//! RocksDB database implementation.

use crate::{Store, StoreError, StoreResult, WriteBatch};
use parking_lot::RwLock;
use rocksdb::{ColumnFamilyDescriptor, DBWithThreadMode, MultiThreaded, Options};
use std::path::Path;
use std::sync::Arc;
use tracing::{debug, info};

/// Tables the engine materializes into, one column family each.
#[derive(Debug, Clone, Copy, PartialEq, Eq, Hash)]
pub enum Table {
    /// Entity address -> entity row (id, type, links).
    Entities,
    /// Row-kind name -> next row id.
    Sequences,
    /// State version -> committed transaction row.
    LedgerTransactions,
    /// Engine bookkeeping (top of ledger).
    LedgerState,
    /// (entity, metadata key digest, version) -> metadata entry row.
    MetadataEntryHistory,
    /// (entity, version) -> metadata aggregate row (MRU entry-id list).
    MetadataAggregateHistory,
    /// (resource, version) -> supply totals row.
    ResourceSupplyHistory,
    /// (vault, version) -> vault balance row.
    VaultBalanceHistory,
    /// (owner, resource) -> current holder row; deleted when balance is zero.
    ResourceHolders,
    /// Default column family (required by RocksDB).
    Default,
}

impl Table {
    /// Get the string name of the table.
    pub fn name(&self) -> &'static str {
        match self {
            Table::Entities => "entities",
            Table::Sequences => "sequences",
            Table::LedgerTransactions => "ledger_transactions",
            Table::LedgerState => "ledger_state",
            Table::MetadataEntryHistory => "metadata_entry_history",
            Table::MetadataAggregateHistory => "metadata_aggregate_history",
            Table::ResourceSupplyHistory => "resource_supply_history",
            Table::VaultBalanceHistory => "vault_balance_history",
            Table::ResourceHolders => "resource_holders",
            Table::Default => "default",
        }
    }

    /// Get all tables.
    pub fn all() -> &'static [Table] {
        &[
            Table::Entities,
            Table::Sequences,
            Table::LedgerTransactions,
            Table::LedgerState,
            Table::MetadataEntryHistory,
            Table::MetadataAggregateHistory,
            Table::ResourceSupplyHistory,
            Table::VaultBalanceHistory,
            Table::ResourceHolders,
            Table::Default,
        ]
    }
}

/// Smallest byte string strictly greater than every key carrying `prefix`.
/// `None` when no such bound exists (prefix is empty or all 0xff).
fn prefix_successor(prefix: &[u8]) -> Option<Vec<u8>> {
    let mut upper = prefix.to_vec();
    while let Some(last) = upper.last_mut() {
        if *last < 0xff {
            *last += 1;
            return Some(upper);
        }
        upper.pop();
    }
    None
}

/// RocksDB database wrapper.
pub struct Database {
    db: Arc<RwLock<DBWithThreadMode<MultiThreaded>>>,
}

impl Database {
    /// Open or create a database at the given path.
    pub fn open<P: AsRef<Path>>(path: P) -> StoreResult<Self> {
        let path = path.as_ref();
        info!("Opening database at {:?}", path);

        let mut opts = Options::default();
        opts.create_if_missing(true);
        opts.create_missing_column_families(true);
        opts.set_max_open_files(256);
        opts.set_keep_log_file_num(1);
        opts.set_max_total_wal_size(64 * 1024 * 1024); // 64MB

        let cf_descriptors: Vec<ColumnFamilyDescriptor> = Table::all()
            .iter()
            .map(|table| {
                let mut cf_opts = Options::default();
                cf_opts.set_compression_type(rocksdb::DBCompressionType::Lz4);
                ColumnFamilyDescriptor::new(table.name(), cf_opts)
            })
            .collect();

        let db =
            DBWithThreadMode::<MultiThreaded>::open_cf_descriptors(&opts, path, cf_descriptors)?;

        debug!("Database opened successfully");

        Ok(Self {
            db: Arc::new(RwLock::new(db)),
        })
    }

    /// Flush all pending writes to disk.
    pub fn flush(&self) -> StoreResult<()> {
        let db = self.db.read();
        for table in Table::all() {
            if let Some(handle) = db.cf_handle(table.name()) {
                db.flush_cf(&handle)?;
            }
        }
        Ok(())
    }
}

impl Store for Database {
    fn get(&self, table: Table, key: &[u8]) -> StoreResult<Option<Vec<u8>>> {
        let db = self.db.read();
        let handle = db
            .cf_handle(table.name())
            .ok_or_else(|| StoreError::TableNotFound(table.name().to_string()))?;

        Ok(db.get_cf(&handle, key)?)
    }

    fn put(&self, table: Table, key: &[u8], value: &[u8]) -> StoreResult<()> {
        let db = self.db.read();
        let handle = db
            .cf_handle(table.name())
            .ok_or_else(|| StoreError::TableNotFound(table.name().to_string()))?;

        db.put_cf(&handle, key, value)?;
        Ok(())
    }

    fn delete(&self, table: Table, key: &[u8]) -> StoreResult<()> {
        let db = self.db.read();
        let handle = db
            .cf_handle(table.name())
            .ok_or_else(|| StoreError::TableNotFound(table.name().to_string()))?;

        db.delete_cf(&handle, key)?;
        Ok(())
    }

    fn write_batch(&self, batch: WriteBatch) -> StoreResult<()> {
        let db = self.db.read();
        let mut rocks_batch = rocksdb::WriteBatch::default();

        for op in batch.operations {
            let handle = db
                .cf_handle(op.table.name())
                .ok_or_else(|| StoreError::TableNotFound(op.table.name().to_string()))?;

            match op.kind {
                crate::batch::OperationKind::Put { value } => {
                    rocks_batch.put_cf(&handle, &op.key, &value);
                }
                crate::batch::OperationKind::Delete => {
                    rocks_batch.delete_cf(&handle, &op.key);
                }
            }
        }

        db.write(rocks_batch)?;
        Ok(())
    }

    fn iter_prefix(
        &self,
        table: Table,
        prefix: &[u8],
    ) -> StoreResult<Box<dyn Iterator<Item = (Vec<u8>, Vec<u8>)> + '_>> {
        let db = self.db.read();
        let handle = db
            .cf_handle(table.name())
            .ok_or_else(|| StoreError::TableNotFound(table.name().to_string()))?;

        let mode = rocksdb::IteratorMode::From(prefix, rocksdb::Direction::Forward);
        let iter = db.iterator_cf(&handle, mode);

        // Collected up front; history prefixes are narrow (one subject).
        let prefix = prefix.to_vec();
        let collected: Vec<_> = iter
            .filter_map(|r| r.ok())
            .take_while(|(k, _)| k.starts_with(&prefix))
            .map(|(k, v)| (k.to_vec(), v.to_vec()))
            .collect();

        Ok(Box::new(collected.into_iter()))
    }

    fn last_in_prefix(
        &self,
        table: Table,
        prefix: &[u8],
    ) -> StoreResult<Option<(Vec<u8>, Vec<u8>)>> {
        let db = self.db.read();
        let handle = db
            .cf_handle(table.name())
            .ok_or_else(|| StoreError::TableNotFound(table.name().to_string()))?;

        let mut iter = db.raw_iterator_cf(&handle);
        match prefix_successor(prefix) {
            Some(upper) => {
                // Lands on the greatest key <= upper; step below the bound
                // itself if it happens to exist.
                iter.seek_for_prev(&upper);
                while iter.valid() && iter.key().map_or(false, |k| k >= upper.as_slice()) {
                    iter.prev();
                }
            }
            None => iter.seek_to_last(),
        }

        if iter.valid() {
            if let (Some(key), Some(value)) = (iter.key(), iter.value()) {
                if key.starts_with(prefix) {
                    return Ok(Some((key.to_vec(), value.to_vec())));
                }
            }
        }
        iter.status()?;
        Ok(None)
    }
}

impl Clone for Database {
    fn clone(&self) -> Self {
        Self {
            db: Arc::clone(&self.db),
        }
    }
}
use vellum_core::CommittedTransaction;
use vellum_store::rows::TransactionRow;
use vellum_store::WriteBatch;

use crate::error::LedgerResult;
use crate::processors::{Processor, RowCounts};
use crate::write;

/// Appends one ledger-transaction row per committed transaction, failed ones
/// included (they commit and pay fees). No reconciliation: the feed is the
/// value.
#[derive(Debug, Default)]
pub struct TransactionProcessor {
    pending: Vec<TransactionRow>,
}

impl TransactionProcessor {
    pub fn new() -> Self {
        Self::default()
    }
}

impl Processor for TransactionProcessor {
    fn name(&self) -> &'static str {
        "transactions"
    }

    fn observe_transaction(&mut self, tx: &CommittedTransaction) -> LedgerResult<()> {
        self.pending.push(TransactionRow {
            state_version: tx.state_version,
            epoch: tx.epoch,
            round: tx.round,
            round_timestamp_ms: tx.round_timestamp_ms,
            intent_hash: tx.intent_hash,
            fee_paid: tx.fee_paid.clone(),
            status: tx.status,
        });
        Ok(())
    }

    fn persist(&mut self, batch: &mut WriteBatch) -> LedgerResult<RowCounts> {
        Ok(RowCounts {
            appended: write::append_rows(batch, &self.pending),
            deleted: 0,
        })
    }
}
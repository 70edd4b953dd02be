//! Engine bookkeeping rows.

use super::codec::read_u64;
use crate::{StoreResult, Table};
use vellum_core::StateVersion;

/// Key of the single top-of-ledger row.
pub const TOP_OF_LEDGER_KEY: &[u8] = b"top_of_ledger";

/// The last state version the engine durably committed. Written with every
/// batch; batch admission is validated against it.
#[derive(Debug, Clone, Copy, PartialEq, Eq)]
pub struct TopOfLedgerRow {
    pub state_version: StateVersion,
}

impl TopOfLedgerRow {
    pub const TABLE: Table = Table::LedgerState;

    pub fn encode(&self) -> Vec<u8> {
        self.state_version.to_be_bytes().to_vec()
    }

    pub fn decode(value: &[u8]) -> StoreResult<Self> {
        let mut data = value;
        let state_version = StateVersion::new(read_u64(&mut data, "top_of_ledger.version")?);
        Ok(Self { state_version })
    }
}
//! The committed-transaction feed model.

use crate::amount::TokenAmount;
use crate::entities::NewEntity;
use crate::events::LedgerEvent;
use crate::substates::UpsertedSubstate;
use crate::types::{IntentHash, StateVersion};

/// Outcome of a committed transaction. Failed transactions still commit
/// (fees are paid) but carry no substate changes.
#[derive(Debug, Clone, Copy, PartialEq, Eq)]
pub enum TransactionStatus {
    Succeeded,
    Failed,
}

/// One committed transaction as delivered by the core node, already decoded.
///
/// State versions are strictly increasing across a batch; each transaction
/// owns exactly one.
#[derive(Debug, Clone)]
pub struct CommittedTransaction {
    pub state_version: StateVersion,
    pub epoch: u64,
    pub round: u64,
    pub round_timestamp_ms: i64,
    pub intent_hash: IntentHash,
    pub fee_paid: TokenAmount,
    pub status: TransactionStatus,
    pub created_entities: Vec<NewEntity>,
    pub substates: Vec<UpsertedSubstate>,
    pub events: Vec<LedgerEvent>,
}

impl CommittedTransaction {
    /// A successful transaction with no changes; callers fill in the rest.
    pub fn new(state_version: StateVersion, intent_hash: IntentHash) -> Self {
        Self {
            state_version,
            epoch: 0,
            round: 0,
            round_timestamp_ms: 0,
            intent_hash,
            fee_paid: TokenAmount::zero(),
            status: TransactionStatus::Succeeded,
            created_entities: Vec::new(),
            substates: Vec::new(),
            events: Vec::new(),
        }
    }
}
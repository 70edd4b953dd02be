//! # vellum-store
//!
//! Durable storage for the vellum ledger-extension engine.
//!
//! This crate provides:
//! - The `Store` trait: point lookups, prefix iteration, latest-row-per-prefix
//!   seeks, and atomic write batches
//! - A RocksDB-backed implementation (`Database`)
//! - The table set and hand-rolled row codecs for every materialized table
//!
//! History tables key rows as `subject prefix ++ from_state_version` in
//! big-endian, so "the most recent row for a subject" is one reverse seek and
//! a batch's appends stay ordered.

mod batch;
mod database;
mod error;
pub mod rows;

pub use batch::{BatchOperation, OperationKind, WriteBatch};
pub use database::{Database, Table};
pub use error::{StoreError, StoreResult};

/// Storage interface for the engine.
///
/// Implementations must be thread-safe. `multi_get` and
/// `multi_last_in_prefix` are the set-based load surface: one call per key
/// set, never one call per key at the call site.
pub trait Store: Send + Sync {
    /// Get a value by key.
    fn get(&self, table: Table, key: &[u8]) -> StoreResult<Option<Vec<u8>>>;

    /// Put a key-value pair.
    fn put(&self, table: Table, key: &[u8], value: &[u8]) -> StoreResult<()>;

    /// Delete a key.
    fn delete(&self, table: Table, key: &[u8]) -> StoreResult<()>;

    /// Check if a key exists.
    fn contains(&self, table: Table, key: &[u8]) -> StoreResult<bool> {
        Ok(self.get(table, key)?.is_some())
    }

    /// Apply a batch of writes atomically.
    fn write_batch(&self, batch: WriteBatch) -> StoreResult<()>;

    /// Iterate over all key-value pairs under a prefix, in key order.
    fn iter_prefix(
        &self,
        table: Table,
        prefix: &[u8],
    ) -> StoreResult<Box<dyn Iterator<Item = (Vec<u8>, Vec<u8>)> + '_>>;

    /// The greatest key under a prefix and its value, if any.
    ///
    /// With version-suffixed history keys this is "the most recent row for
    /// the subject the prefix identifies".
    fn last_in_prefix(&self, table: Table, prefix: &[u8]) -> StoreResult<Option<(Vec<u8>, Vec<u8>)>>;

    /// Get multiple values in one call.
    fn multi_get(&self, table: Table, keys: &[&[u8]]) -> StoreResult<Vec<Option<Vec<u8>>>> {
        keys.iter().map(|key| self.get(table, key)).collect()
    }

    /// `last_in_prefix` for a whole set of prefixes in one call.
    fn multi_last_in_prefix(
        &self,
        table: Table,
        prefixes: &[&[u8]],
    ) -> StoreResult<Vec<Option<(Vec<u8>, Vec<u8>)>>> {
        prefixes
            .iter()
            .map(|prefix| self.last_in_prefix(table, prefix))
            .collect()
    }
}
#[cfg(test)]
mod tests {
    use super::*;
    use tempfile::TempDir;
    use vellum_core::{EntityAddress, EntityType};
    use vellum_store::rows::HistoryRow;
    use vellum_store::Database;

    fn entity(id: u64) -> ResolvedEntity {
        ResolvedEntity {
            id: EntityId::new(id),
            address: EntityAddress::new(format!("component_{id}")),
            entity_type: EntityType::Component,
            parent_id: None,
            fungible_resource_id: None,
            from_state_version: StateVersion::new(1),
        }
    }

    fn metadata_upsert(key: &str, value: Option<&[u8]>) -> UpsertedSubstate {
        UpsertedSubstate::new(
            "ignored",
            SubstateData::MetadataEntry {
                key: key.to_owned(),
                value: value.map(|v| v.to_vec()),
                is_locked: false,
            },
        )
    }

    fn run(
        processor: &mut MetadataProcessor,
        store: &Database,
    ) -> (Vec<MetadataEntryRow>, Vec<MetadataAggregateRow>) {
        let sequences = SequenceAllocator::load(store).unwrap();
        processor.load(store).unwrap();
        processor.reconcile(&sequences).unwrap();

        let mut batch = WriteBatch::new();
        processor.persist(&mut batch).unwrap();
        sequences.stage(&mut batch);
        store.write_batch(batch).unwrap();

        (
            processor.pending_entries.clone(),
            processor.pending_aggregates.clone(),
        )
    }

    #[test]
    fn first_observation_creates_entry_and_singleton_aggregate() {
        let dir = TempDir::new().unwrap();
        let store = Database::open(dir.path()).unwrap();

        let mut processor = MetadataProcessor::new();
        processor
            .observe_substate(
                &entity(1),
                &metadata_upsert("name", Some(b"x")),
                StateVersion::new(10),
            )
            .unwrap();

        let (entries, aggregates) = run(&mut processor, &store);
        assert_eq!(entries.len(), 1);
        assert_eq!(entries[0].from_state_version, StateVersion::new(10));
        assert_eq!(entries[0].value, Some(b"x".to_vec()));
        assert!(!entries[0].is_deleted);

        assert_eq!(aggregates.len(), 1);
        assert_eq!(aggregates[0].from_state_version, StateVersion::new(10));
        assert_eq!(aggregates[0].entry_ids, vec![entries[0].id]);
    }

    #[test]
    fn update_supersedes_old_id_in_aggregate() {
        let dir = TempDir::new().unwrap();
        let store = Database::open(dir.path()).unwrap();

        let mut first = MetadataProcessor::new();
        first
            .observe_substate(
                &entity(1),
                &metadata_upsert("name", Some(b"x")),
                StateVersion::new(10),
            )
            .unwrap();
        let (old_entries, _) = run(&mut first, &store);

        // Second batch updates the same key at a later version.
        let mut second = MetadataProcessor::new();
        second
            .observe_substate(
                &entity(1),
                &metadata_upsert("name", Some(b"y")),
                StateVersion::new(20),
            )
            .unwrap();
        let (entries, aggregates) = run(&mut second, &store);

        assert_eq!(entries.len(), 1);
        assert_eq!(aggregates.len(), 1);
        assert_eq!(aggregates[0].entry_ids, vec![entries[0].id]);
        assert_ne!(entries[0].id, old_entries[0].id);

        // Full entry history is still on disk.
        let stored: Vec<_> = store
            .iter_prefix(
                MetadataEntryRow::TABLE,
                &MetadataEntryRow::subject_prefix(EntityId::new(1), "name"),
            )
            .unwrap()
            .collect();
        assert_eq!(stored.len(), 2);
    }

    #[test]
    fn same_version_fan_in_shares_one_aggregate_row() {
        let dir = TempDir::new().unwrap();
        let store = Database::open(dir.path()).unwrap();

        let mut processor = MetadataProcessor::new();
        processor
            .observe_substate(
                &entity(1),
                &metadata_upsert("name", Some(b"x")),
                StateVersion::new(10),
            )
            .unwrap();
        processor
            .observe_substate(
                &entity(1),
                &metadata_upsert("description", Some(b"y")),
                StateVersion::new(10),
            )
            .unwrap();

        let (entries, aggregates) = run(&mut processor, &store);
        assert_eq!(entries.len(), 2);
        assert_eq!(aggregates.len(), 1);
        // Most recently updated first.
        assert_eq!(aggregates[0].entry_ids, vec![entries[1].id, entries[0].id]);
    }

    #[test]
    fn tombstone_leaves_aggregate_but_keeps_history() {
        let dir = TempDir::new().unwrap();
        let store = Database::open(dir.path()).unwrap();

        let mut first = MetadataProcessor::new();
        first
            .observe_substate(
                &entity(1),
                &metadata_upsert("name", Some(b"x")),
                StateVersion::new(10),
            )
            .unwrap();
        first
            .observe_substate(
                &entity(1),
                &metadata_upsert("description", Some(b"d")),
                StateVersion::new(10),
            )
            .unwrap();
        run(&mut first, &store);

        let mut second = MetadataProcessor::new();
        second
            .observe_substate(&entity(1), &metadata_upsert("name", None), StateVersion::new(15))
            .unwrap();
        let (entries, aggregates) = run(&mut second, &store);

        assert_eq!(entries.len(), 1);
        assert!(entries[0].is_deleted);
        // Only the surviving key remains listed.
        assert_eq!(aggregates[0].entry_ids.len(), 1);
        assert!(!aggregates[0].entry_ids.contains(&entries[0].id));
    }

    #[test]
    fn deletion_then_recreation_at_one_version_lists_the_entry_once() {
        let dir = TempDir::new().unwrap();
        let store = Database::open(dir.path()).unwrap();

        let mut processor = MetadataProcessor::new();
        processor
            .observe_substate(&entity(1), &metadata_upsert("name", None), StateVersion::new(10))
            .unwrap();
        processor
            .observe_substate(
                &entity(1),
                &metadata_upsert("name", Some(b"back")),
                StateVersion::new(10),
            )
            .unwrap();

        let (entries, aggregates) = run(&mut processor, &store);
        // Both observations are audited; the last one wins the listing.
        assert_eq!(entries.len(), 2);
        assert_eq!(aggregates.len(), 1);
        assert_eq!(aggregates[0].entry_ids, vec![entries[1].id]);
    }

    #[test]
    fn distinct_entities_get_distinct_aggregates() {
        let dir = TempDir::new().unwrap();
        let store = Database::open(dir.path()).unwrap();

        let mut processor = MetadataProcessor::new();
        processor
            .observe_substate(
                &entity(1),
                &metadata_upsert("name", Some(b"a")),
                StateVersion::new(10),
            )
            .unwrap();
        processor
            .observe_substate(
                &entity(2),
                &metadata_upsert("name", Some(b"b")),
                StateVersion::new(10),
            )
            .unwrap();

        let (_, aggregates) = run(&mut processor, &store);
        assert_eq!(aggregates.len(), 2);
        assert_ne!(aggregates[0].entity_id, aggregates[1].entity_id);
    }

    #[test]
    fn out_of_order_observation_aborts_reconciliation() {
        let dir = TempDir::new().unwrap();
        let store = Database::open(dir.path()).unwrap();

        let mut first = MetadataProcessor::new();
        first
            .observe_substate(
                &entity(1),
                &metadata_upsert("name", Some(b"x")),
                StateVersion::new(20),
            )
            .unwrap();
        run(&mut first, &store);

        let mut second = MetadataProcessor::new();
        second
            .observe_substate(
                &entity(1),
                &metadata_upsert("name", Some(b"stale")),
                StateVersion::new(10),
            )
            .unwrap();

        let sequences = SequenceAllocator::load(&store).unwrap();
        second.load(&store).unwrap();
        let result = second.reconcile(&sequences);
        assert!(matches!(
            result,
            Err(LedgerError::OutOfOrderObservation { observed, materialized, .. })
                if observed == StateVersion::new(10) && materialized == StateVersion::new(20)
        ));
    }

    #[test]
    fn unrecognized_substates_are_ignored() {
        let mut processor = MetadataProcessor::new();
        processor
            .observe_substate(
                &entity(1),
                &UpsertedSubstate::new(
                    "ignored",
                    SubstateData::RoleAssignmentEntry {
                        role_key: "owner".to_owned(),
                        rule: vec![1],
                    },
                ),
                StateVersion::new(10),
            )
            .unwrap();
        assert!(processor.tracker.is_empty());
    }
}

---------------

## PROBLEM REQUIREMENTS
Return the lines above precisely as they appear, beginning at the first line and ending at the line with "pub enum Table", and nothing after it.

## OUTPUT OF THE TASK
//! RocksDB database implementation.

use crate::{Store, StoreError, StoreResult, WriteBatch};
use parking_lot::RwLock;
use rocksdb::{ColumnFamilyDescriptor, DBWithThreadMode, MultiThreaded, Options};
use std::path::Path;
use std::sync::Arc;
use tracing::{debug, info};

/// Tables the engine materializes into, one column family each.
#[derive(Debug, Clone, Copy, PartialEq, Eq, Hash)]
pub enum Table {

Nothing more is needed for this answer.